What is needed is every line of the data that includes the word "protocol". Please copy each one.

- - - - -

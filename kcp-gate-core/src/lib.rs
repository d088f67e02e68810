//! Pure synchronous KCP protocol engine with HashCash admission tokens.
//!
//! No tokio, no async, no I/O. The engine is driven by a caller-supplied
//! millisecond clock and produces datagrams the caller must transmit.
//!
//! ```text
//! ┌────────────────────────────────────┐
//! │  kcp-gate-core                     │
//! │                                    │
//! │  codec     ← little-endian ints    │
//! │  buffer    ← datagram assembly     │
//! │  protocol  ← wire types            │
//! │  segment   ← segments + pool       │
//! │  config    ← tuning                │
//! │  error     ← error types           │
//! │  engine    ← ARQ state machine     │
//! │  hashcash  ← admission tokens      │
//! └────────────────────────────────────┘
//! ```

pub mod buffer;
pub mod codec;
pub mod config;
pub mod engine;
pub mod error;
pub mod hashcash;
pub mod protocol;
pub mod segment;

pub use buffer::ByteBuffer;
pub use config::{DelayMode, KcpCoreConfig, NodeDelayConfig};
pub use engine::KcpEngine;
pub use error::{KcpCoreError, KcpCoreResult, Violation};
pub use hashcash::HashCash;
pub use protocol::*;
pub use segment::{Segment, SegmentPool};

- - - - -

Written answer:
//! Pure synchronous KCP protocol engine with HashCash admission tokens.
//! │  protocol  ← wire types            │
pub mod protocol;
pub use protocol::*;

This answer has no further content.